◆ **TASK OBJECTIVE**:
Among the entries below, which lines include the string "Deserialize"? Show each one.

-------------------------

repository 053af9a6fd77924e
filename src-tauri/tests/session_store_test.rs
//! 会话存储集成测试
//!
//! 覆盖持久化的完整生命周期: 保存、跨实例读取、登出清除,
//! 以及损坏文件的自愈行为。

use std::fs;
use std::path::PathBuf;

use bili_cleaner::models::Session;
use bili_cleaner::services::SessionStore;

fn temp_store_path(tag: &str) -> PathBuf {
    std::env::temp_dir().join(format!(
        "bili-store-integration-{}-{}.json",
        tag,
        std::process::id()
    ))
}

fn sample_session() -> Session {
    Session {
        mid: "10086".to_string(),
        sessdata: "s3ssdata".to_string(),
        csrf_token: "c5rf".to_string(),
    }
}

#[test]
fn test_save_then_load_across_instances() {
    let path = temp_store_path("reload");
    let store = SessionStore::with_path(path.clone());
    store.save(&sample_session()).unwrap();

    // 新实例模拟应用重启
    let reopened = SessionStore::with_path(path.clone());
    let loaded = reopened.load().expect("重启后会话应当仍可读取");
    assert_eq!(loaded, sample_session());
    assert!(reopened.has_valid_session());

    let _ = fs::remove_file(path);
}

#[test]
fn test_clear_removes_session() {
    let path = temp_store_path("clear");
    let store = SessionStore::with_path(path.clone());
    store.save(&sample_session()).unwrap();
    assert!(store.has_valid_session());

    store.clear().unwrap();
    assert!(store.load().is_none());
    assert!(!store.has_valid_session());

    // 清除是幂等的
    store.clear().unwrap();

    let _ = fs::remove_file(path);
}

#[test]
fn test_corrupted_file_self_heals_to_logged_out() {
    let path = temp_store_path("corrupt");
    fs::write(&path, "{ not valid json").unwrap();

    let store = SessionStore::with_path(path.clone());
    assert!(store.load().is_none());

    // 损坏文件已被清除,后续读取等同于未登录
    assert!(!path.exists());
    assert!(!store.has_valid_session());
}

#[test]
fn test_legacy_record_without_csrf_still_counts_as_logged_in() {
    let path = temp_store_path("legacy");
    fs::write(&path, r#"{"mid":"10086","sessdata":"s3ssdata"}"#).unwrap();

    let store = SessionStore::with_path(path.clone());
    let loaded = store.load().expect("缺少bili_jct的历史记录仍应可读");
    assert!(loaded.is_usable());
    assert!(!loaded.can_mutate());

    let _ = fs::remove_file(path);
}
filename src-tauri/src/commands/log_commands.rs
use tauri::State;

use crate::models::LogEntry;
use crate::state::AppState;

/// 读取活动日志命令
///
/// 返回全量快照,按时间先后排列。前端按需轮询刷新。
#[tauri::command]
pub async fn list_activity(state: State<'_, AppState>) -> Result<Vec<LogEntry>, String> {
    Ok(state.activity_log.entries())
}

/// 清空活动日志命令
///
/// 清空后重新放入占位提示,日志面板不会出现空白。
#[tauri::command]
pub async fn clear_activity(state: State<'_, AppState>) -> Result<(), String> {
    tracing::info!("clear_activity command called");
    state.activity_log.clear();
    Ok(())
}
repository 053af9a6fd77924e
fn main() {
    tauri_build::build()
}
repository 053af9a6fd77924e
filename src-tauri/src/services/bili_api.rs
use serde::{Deserialize, Serialize};
use std::future::Future;

use crate::models::{ApiError, CleanupOutcome, CleanupTask, PollResult, Session};

/// 二维码签发结果
///
/// - qrcode_key: 标识本次登录尝试的不透明令牌
/// - image: base64编码的PNG,直接用于前端 `<img>` 标签
#[derive(Debug, Clone, Serialize, Deserialize)]
pub struct QrCodeIssue {
    pub qrcode_key: String,
    pub image: String,
}

/// 签发接口的原始回复 (字段缺失在此处显式校验)
#[derive(Debug, Deserialize)]
struct QrCodeIssueRaw {
    qrcode_key: Option<String>,
    image: Option<String>,
}

/// 轮询接口的信封: `data` 缺失表示本次tick应被忽略
#[derive(Debug, Deserialize)]
struct PollEnvelope {
    #[serde(default)]
    data: Option<PollResult>,
}

/// 清理执行端口
///
/// 任务执行器通过该接口发出清理请求,测试用桩实现替换真实客户端。
pub trait CleanupApi: Send + Sync + 'static {
    fn run_cleanup(
        &self,
        task: CleanupTask,
        session: &Session,
    ) -> impl Future<Output = Result<CleanupOutcome, ApiError>> + Send;
}

/// 登录与清理服务客户端
///
/// 职责:
/// - 签发扫码登录码
/// - 轮询登录码状态
/// - 发出批量清理请求 (凭证走请求头,不进请求体)
///
/// 出站请求不设置超时,也没有取消令牌 —— 取消语义由调用方的
/// 轮询循环与busy标志承担。
pub struct BiliApiClient {
    http: reqwest::Client,
    base_url: String,
}

impl BiliApiClient {
    /// 创建新的客户端
    ///
    /// # 参数
    /// - `base_url`: 服务地址,如 `http://127.0.0.1:8000`
    pub fn new(base_url: impl Into<String>) -> Self {
        let base_url = base_url.into();
        tracing::info!(base_url = %base_url, "Bili API client initialized");

        Self {
            http: reqwest::Client::new(),
            base_url,
        }
    }

    /// 签发登录二维码
    ///
    /// `GET {base}/login/code`
    ///
    /// # 错误
    /// - `ApiError::NetworkFailed`: 请求失败
    /// - `ApiError::InvalidResponse`: 回复缺少 qrcode_key 或 image
    ///
    /// 任一错误都由调用方转入 IssueFailed 终态。
    pub async fn issue_qrcode(&self) -> Result<QrCodeIssue, ApiError> {
        let url = format!("{}/login/code", self.base_url);
        tracing::debug!(url = %url, "Requesting login QR code");

        let raw: QrCodeIssueRaw = self.http.get(&url).send().await?.json().await?;

        match (raw.qrcode_key, raw.image) {
            (Some(qrcode_key), Some(image)) if !qrcode_key.is_empty() => {
                tracing::info!(qrcode_key = %qrcode_key, "QR code issued");
                Ok(QrCodeIssue { qrcode_key, image })
            }
            _ => Err(ApiError::InvalidResponse(
                "签发回复缺少 qrcode_key 或 image".to_string(),
            )),
        }
    }

    /// 轮询登录码状态
    ///
    /// `GET {base}/login/code/poll/{qrcode_key}`
    ///
    /// # 返回值
    /// - `Ok(Some(result))`: 本次tick有效
    /// - `Ok(None)`: 信封中没有 `data`,该tick直接忽略
    ///
    /// 传输层错误原样上抛,由轮询循环记录并吞掉 —— 这是针对
    /// 瞬时网络抖动的尽力重试策略,下一个tick照常发起。
    pub async fn poll_qrcode(&self, qrcode_key: &str) -> Result<Option<PollResult>, ApiError> {
        let url = format!("{}/login/code/poll/{}", self.base_url, qrcode_key);
        tracing::trace!(url = %url, "Polling QR code status");

        let envelope: PollEnvelope = self.http.get(&url).send().await?.json().await?;
        Ok(envelope.data)
    }

    /// 执行一次清理任务
    ///
    /// `POST {base}/cleanup/{task}`
    /// - 请求头: `SESSDATA`、`bili_jct` (凭证只走元数据)
    /// - 请求体: `{ "mid": <整数> }`,history任务无请求体
    ///
    /// # 错误语义
    /// 非2xx状态与 `success:false` 同属"服务端报告的失败",
    /// 折叠进返回的 `CleanupOutcome`;只有传输层异常与完全
    /// 无法解码的成功回复才成为 `Err`,两条路径在日志中可区分。
    pub async fn run_cleanup(
        &self,
        task: CleanupTask,
        session: &Session,
    ) -> Result<CleanupOutcome, ApiError> {
        let url = format!("{}/cleanup/{}", self.base_url, task.endpoint());
        tracing::debug!(url = %url, task = %task, "Dispatching cleanup request");

        let mut request = self
            .http
            .post(&url)
            .header("SESSDATA", &session.sessdata)
            .header("bili_jct", &session.csrf_token);

        if task.requires_body() {
            let mid = session.mid_as_int().ok_or_else(|| {
                ApiError::InvalidResponse(format!("mid 不是有效的数字: {}", session.mid))
            })?;
            request = request.json(&serde_json::json!({ "mid": mid }));
        }

        let response = request.send().await?;
        let status = response.status();
        let body = response.bytes().await?;

        match serde_json::from_slice::<CleanupOutcome>(&body) {
            Ok(mut outcome) => {
                // 传输状态非2xx时,无论success字段怎么说都按失败处理
                if !status.is_success() {
                    outcome.success = false;
                    if outcome.error.is_none() && outcome.message.is_none() {
                        outcome.error = Some(format!("HTTP {}", status.as_u16()));
                    }
                }
                Ok(outcome)
            }
            Err(e) if !status.is_success() => {
                tracing::warn!(
                    task = %task,
                    status = %status.as_u16(),
                    error = %e,
                    "Cleanup reply not decodable, folding HTTP status into outcome"
                );
                Ok(CleanupOutcome {
                    success: false,
                    error: Some(format!("HTTP {}", status.as_u16())),
                    ..CleanupOutcome::default()
                })
            }
            Err(e) => Err(ApiError::JsonParseFailed(e.to_string())),
        }
    }
}

impl CleanupApi for BiliApiClient {
    fn run_cleanup(
        &self,
        task: CleanupTask,
        session: &Session,
    ) -> impl Future<Output = Result<CleanupOutcome, ApiError>> + Send {
        BiliApiClient::run_cleanup(self, task, session)
    }
}

#[cfg(test)]
mod tests {
    use super::*;

    #[test]
    fn test_client_creation() {
        let client = BiliApiClient::new("http://127.0.0.1:8000");
        assert_eq!(client.base_url, "http://127.0.0.1:8000");
    }

    #[test]
    fn test_poll_envelope_without_data_is_ignored() {
        let envelope: PollEnvelope = serde_json::from_str(r#"{}"#).unwrap();
        assert!(envelope.data.is_none());

        let envelope: PollEnvelope =
            serde_json::from_str(r#"{"data":{"code":86101}}"#).unwrap();
        assert_eq!(envelope.data.unwrap().code, 86101);
    }

    #[test]
    fn test_issue_raw_missing_fields() {
        let raw: QrCodeIssueRaw = serde_json::from_str(r#"{"qrcode_key":"k"}"#).unwrap();
        assert!(raw.image.is_none());
    }
}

-------------------------

◆ **RESPONSE AREA**:
use serde::{Deserialize, Serialize};
#[derive(Debug, Clone, Serialize, Deserialize)]
#[derive(Debug, Deserialize)]
#[derive(Debug, Deserialize)]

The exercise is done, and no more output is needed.